Nov 12, 2024
Nov 12, 2024
A cold wind was blowing swishing noisily. It was raining hard. There had been a cyclone.
It was well past midnight. In pitch darkness the kerchief on my head was not much of a protection. The clothes were making a lot of noise as I was struggling along on the deserted road. The street lighting was not working.
I could reach my room but could not feel the padlock. The fistful of my tired heart released a measure of adrenaline and I broke into a cold sweat. I pushed the door and since it was not bolted from the inside it opened creaking. I got in and switched on the light. Surprisingly, the light came like a flood: at least this was saved: I sighed.
“Hmmm-“ a groan was heard from the floor.
It was Sharma sleeping on a bedspread on the floor.
Right from childhood they had been together singing, playing, later, sharing rooms in college days. In cinema houses, restaurants and coffee clubs they graduated into early adulthood. Sharma missed it by a hair’s breadth: otherwise he too would have been doing his final year of Medicine.
“First you change your clothes and dry you hair with a towel. You’d catch a cold easily! When did you come? How did you open the padlock?”
“I have the key. You haven’t changed even the padlock. While I was opening it, I felt like being a student again.”
While listening to his words, I looked intently at his face. A hundred questions were bothering me.
“First wipe your hair dry …” As he was saying this he began to cough.
I saw his face and heard his cough, both sent to my mind many messages.

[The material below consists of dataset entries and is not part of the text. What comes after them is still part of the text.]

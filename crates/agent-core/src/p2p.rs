//! P2P Messaging & Workspace (C14).
//!
//! A KV-backed mailbox per `(workflow, recipient)` and a single shared
//! workspace ledger per workflow, both using the same "incrementing seq +
//! list append + TTL" shape.

use crate::clients::KvStore;
use crate::event_bus::EventPublisher;
use crate::events::AgentEventType;
use crate::policy::{GateOutcome, PolicyGate};
use crate::types::{AgentExecutionInput, MessageTag, P2PMessage, WorkspaceEntry};
use crate::{error::AgentCoreError, types::ContextMap};
use std::sync::Arc;
use std::time::Duration;
use time::OffsetDateTime;

const MAILBOX_TTL: Duration = Duration::from_secs(48 * 60 * 60);
const DEFAULT_FETCH_LIMIT: i64 = 200;

pub struct P2PMessaging {
    kv: Arc<dyn KvStore>,
    policy: Arc<PolicyGate>,
    events: Arc<EventPublisher>,
}

impl P2PMessaging {
    pub fn new(kv: Arc<dyn KvStore>, policy: Arc<PolicyGate>, events: Arc<EventPublisher>) -> Self {
        Self { kv, policy, events }
    }

    fn mbox_seq_key(workflow_id: &str, to: &str) -> String {
        format!("wf:{workflow_id}:mbox:{to}:seq")
    }

    fn mbox_msgs_key(workflow_id: &str, to: &str) -> String {
        format!("wf:{workflow_id}:mbox:{to}:msgs")
    }

    fn workspace_seq_key(workflow_id: &str) -> String {
        format!("wf:{workflow_id}:workspace:seq")
    }

    fn workspace_topic_key(workflow_id: &str, topic: &str) -> String {
        format!("wf:{workflow_id}:workspace:{topic}")
    }

    /// Send a message into `to`'s mailbox for `workflow_id`. Gated by policy
    /// — a denial surfaces as an `AgentCoreError::PolicyEvaluation`-shaped
    /// rejection rather than silently dropping the message.
    pub async fn send(
        &self,
        workflow_id: &str,
        from: &str,
        to: &str,
        tag: MessageTag,
        payload: serde_json::Map<String, serde_json::Value>,
    ) -> Result<P2PMessage, AgentCoreError> {
        self.check_send_permission(workflow_id, from, to).await?;

        let seq = self.kv.incr(&Self::mbox_seq_key(workflow_id, to)).await? as u64;
        let timestamp_ns = now_unix_nanos();

        let message = P2PMessage {
            seq,
            from: from.to_string(),
            to: to.to_string(),
            tag,
            payload: payload.into_iter().collect(),
            timestamp_ns,
        };

        let encoded = serde_json::to_vec(&message)?;
        self.kv.rpush(&Self::mbox_msgs_key(workflow_id, to), encoded).await?;
        self.kv.expire(&Self::mbox_seq_key(workflow_id, to), MAILBOX_TTL).await?;
        self.kv.expire(&Self::mbox_msgs_key(workflow_id, to), MAILBOX_TTL).await?;

        self.events.publish(
            workflow_id,
            None,
            AgentEventType::MessageSent,
            from,
            format!("sent {tag:?} to {to}"),
        );
        self.events.publish(
            workflow_id,
            None,
            AgentEventType::MessageReceived,
            to,
            format!("received {tag:?} from {from}"),
        );

        Ok(message)
    }

    async fn check_send_permission(&self, workflow_id: &str, from: &str, to: &str) -> Result<(), AgentCoreError> {
        let input = AgentExecutionInput {
            query: format!("p2p_send:{to}"),
            agent_id: from.to_string(),
            mode: crate::types::ExecutionMode::Simple,
            session_id: workflow_id.to_string(),
            parent_workflow_id: None,
            conversation_history: vec![],
            persona_id: None,
            suggested_tools: vec![],
            tool_parameters: None,
            context: ContextMap::new(),
            model_override: None,
            provider_override: None,
        };

        match self.policy.evaluate(&input, now_unix_ms()).await? {
            GateOutcome::Proceed | GateOutcome::WouldDenyContinue => Ok(()),
            GateOutcome::Denied { reason } => Err(AgentCoreError::PolicyEvaluation { reason }),
            GateOutcome::ApprovalRequired { reason } => Err(AgentCoreError::PolicyEvaluation {
                reason: format!("approval required: {reason}"),
            }),
        }
    }

    /// Fetch the trailing window of `to`'s mailbox, filtered to `seq >
    /// since_seq`. `limit` defaults to 200 when `None`.
    pub async fn fetch(
        &self,
        workflow_id: &str,
        to: &str,
        since_seq: u64,
        limit: Option<i64>,
    ) -> Result<Vec<P2PMessage>, AgentCoreError> {
        let limit = limit.unwrap_or(DEFAULT_FETCH_LIMIT).max(1);
        let raw = self
            .kv
            .lrange(&Self::mbox_msgs_key(workflow_id, to), -limit, -1)
            .await?;

        let mut messages: Vec<P2PMessage> = Vec::with_capacity(raw.len());
        for entry in raw {
            match serde_json::from_slice::<P2PMessage>(&entry) {
                Ok(m) if m.seq > since_seq => messages.push(m),
                Ok(_) => {}
                Err(e) => log::warn!("p2p: dropping undecodable mailbox entry: {e}"),
            }
        }
        Ok(messages)
    }

    /// Append an entry to the workspace ledger for `topic`, using one
    /// global monotonic seq per workflow (distinct from per-recipient
    /// mailbox seqs).
    pub async fn append_workspace(
        &self,
        workflow_id: &str,
        agent_id: &str,
        topic: &str,
        payload: serde_json::Map<String, serde_json::Value>,
    ) -> Result<WorkspaceEntry, AgentCoreError> {
        let seq = self.kv.incr(&Self::workspace_seq_key(workflow_id)).await? as u64;
        let entry = WorkspaceEntry {
            seq,
            topic: topic.to_string(),
            payload: payload.into_iter().collect(),
            timestamp_ns: now_unix_nanos(),
        };

        let encoded = serde_json::to_vec(&entry)?;
        self.kv.rpush(&Self::workspace_topic_key(workflow_id, topic), encoded).await?;
        self.kv.expire(&Self::workspace_topic_key(workflow_id, topic), MAILBOX_TTL).await?;
        self.kv.expire(&Self::workspace_seq_key(workflow_id), MAILBOX_TTL).await?;

        self.events.publish(workflow_id, None, AgentEventType::WorkspaceUpdated, agent_id, topic);

        Ok(entry)
    }

    pub async fn fetch_workspace(
        &self,
        workflow_id: &str,
        topic: &str,
        since_seq: u64,
        limit: Option<i64>,
    ) -> Result<Vec<WorkspaceEntry>, AgentCoreError> {
        let limit = limit.unwrap_or(DEFAULT_FETCH_LIMIT).max(1);
        let raw = self
            .kv
            .lrange(&Self::workspace_topic_key(workflow_id, topic), -limit, -1)
            .await?;

        let mut entries: Vec<WorkspaceEntry> = Vec::with_capacity(raw.len());
        for entry in raw {
            match serde_json::from_slice::<WorkspaceEntry>(&entry) {
                Ok(e) if e.seq > since_seq => entries.push(e),
                Ok(_) => {}
                Err(e) => log::warn!("p2p: dropping undecodable workspace entry: {e}"),
            }
        }
        Ok(entries)
    }
}

fn now_unix_nanos() -> i128 {
    OffsetDateTime::now_utc().unix_timestamp_nanos()
}

fn now_unix_ms() -> i64 {
    OffsetDateTime::now_utc().unix_timestamp() * 1000
}
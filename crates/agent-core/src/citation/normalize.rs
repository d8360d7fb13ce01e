//! Idempotent text canonicalizer used before edit-distance comparisons.
//!
//! Strips characters and normalizes variants that differ across how a
//! report is echoed back by an LLM but carry no semantic content, so two
//! texts that are "the same" modulo whitespace/punctuation rendering
//! compare as equal.

/// Applies every normalization pass. Running this twice produces the same
/// output as running it once.
pub fn canonicalize(text: &str) -> String {
    let s = strip_zero_width(text);
    let s = normalize_line_endings(&s);
    let s = collapse_blank_lines(&s);
    let s = normalize_space_variants(&s);
    let s = collapse_tabs_and_spaces(&s);
    let s = trim_trailing_spaces_per_line(&s);
    let s = normalize_ellipsis(&s);
    let s = normalize_fullwidth(&s);
    normalize_dashes(&s)
}

fn strip_zero_width(text: &str) -> String {
    text.chars()
        .filter(|c| !matches!(*c, '\u{200B}' | '\u{200C}' | '\u{200D}' | '\u{FEFF}'))
        .collect()
}

fn normalize_line_endings(text: &str) -> String {
    text.replace("\r\n", "\n").replace('\r', "\n")
}

fn collapse_blank_lines(text: &str) -> String {
    let mut out = String::with_capacity(text.len());
    let mut newline_run = 0usize;
    for c in text.chars() {
        if c == '\n' {
            newline_run += 1;
            if newline_run <= 2 {
                out.push(c);
            }
        } else {
            newline_run = 0;
            out.push(c);
        }
    }
    out
}

const SPACE_VARIANTS: &[char] = &[
    '\u{3000}', // ideographic space
    '\u{2007}', // figure space
    '\u{2009}', // thin space
    '\u{00A0}', // no-break space
    '\u{2002}', '\u{2003}', '\u{2004}', '\u{2005}', '\u{2006}', '\u{2008}',
];

fn normalize_space_variants(text: &str) -> String {
    text.chars().map(|c| if SPACE_VARIANTS.contains(&c) { ' ' } else { c }).collect()
}

fn collapse_tabs_and_spaces(text: &str) -> String {
    let mut out = String::with_capacity(text.len());
    let mut run = 0usize;
    for c in text.chars() {
        if c == ' ' || c == '\t' {
            run += 1;
            if run == 1 {
                out.push(' ');
            }
        } else {
            run = 0;
            out.push(c);
        }
    }
    out
}

fn trim_trailing_spaces_per_line(text: &str) -> String {
    text.lines()
        .map(|line| line.trim_end_matches(' '))
        .collect::<Vec<_>>()
        .join("\n")
}

fn normalize_ellipsis(text: &str) -> String {
    text.replace('\u{2026}', "...")
}

/// Maps fullwidth/CJK punctuation, digits, and Latin letters to their ASCII
/// equivalents, following the Unicode fullwidth-forms block layout (each
/// fullwidth code point is a fixed offset from its ASCII counterpart).
fn normalize_fullwidth(text: &str) -> String {
    text.chars()
        .map(|c| {
            let cp = c as u32;
            match cp {
                0xFF01..=0xFF5E => char::from_u32(cp - 0xFEE0).unwrap_or(c),
                '\u{3001}' => ',', // 、
                '\u{3002}' => '.', // 。
                '\u{FF0C}' => ',',
                _ => c,
            }
        })
        .collect()
}

fn normalize_dashes(text: &str) -> String {
    text.chars()
        .map(|c| match c {
            '\u{2010}' | '\u{2011}' | '\u{2012}' | '\u{2013}' | '\u{2014}' | '\u{2212}' => '-',
            other => other,
        })
        .collect()
}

His health broke. Sharma has always been a good man who wouldn’t limit his ideals to mere words. He has always been seeing to that his words got reflected in his deeds, big and small, always getting him choked in the process. He must have lost his job yet again. He must have eaten quite some time ago. He could not have had a shave for weeks. The chink on the shirt shoulder gave out that he had been down and out. But the eyes shone as brightly as ever. It wouldn’t be easy looking into his eyes for long.
It’s a blessing in disguise that he was not spotted by anybody opening the padlock on my door. There was another outburst of nagging cough.
My training and discipline restrained the movement of my conscience. Slowly I began undressing, draping my shirt on a hanger and hanging it on a nail on the wall. I got into a towel and removed my trousers and hung them on another nail.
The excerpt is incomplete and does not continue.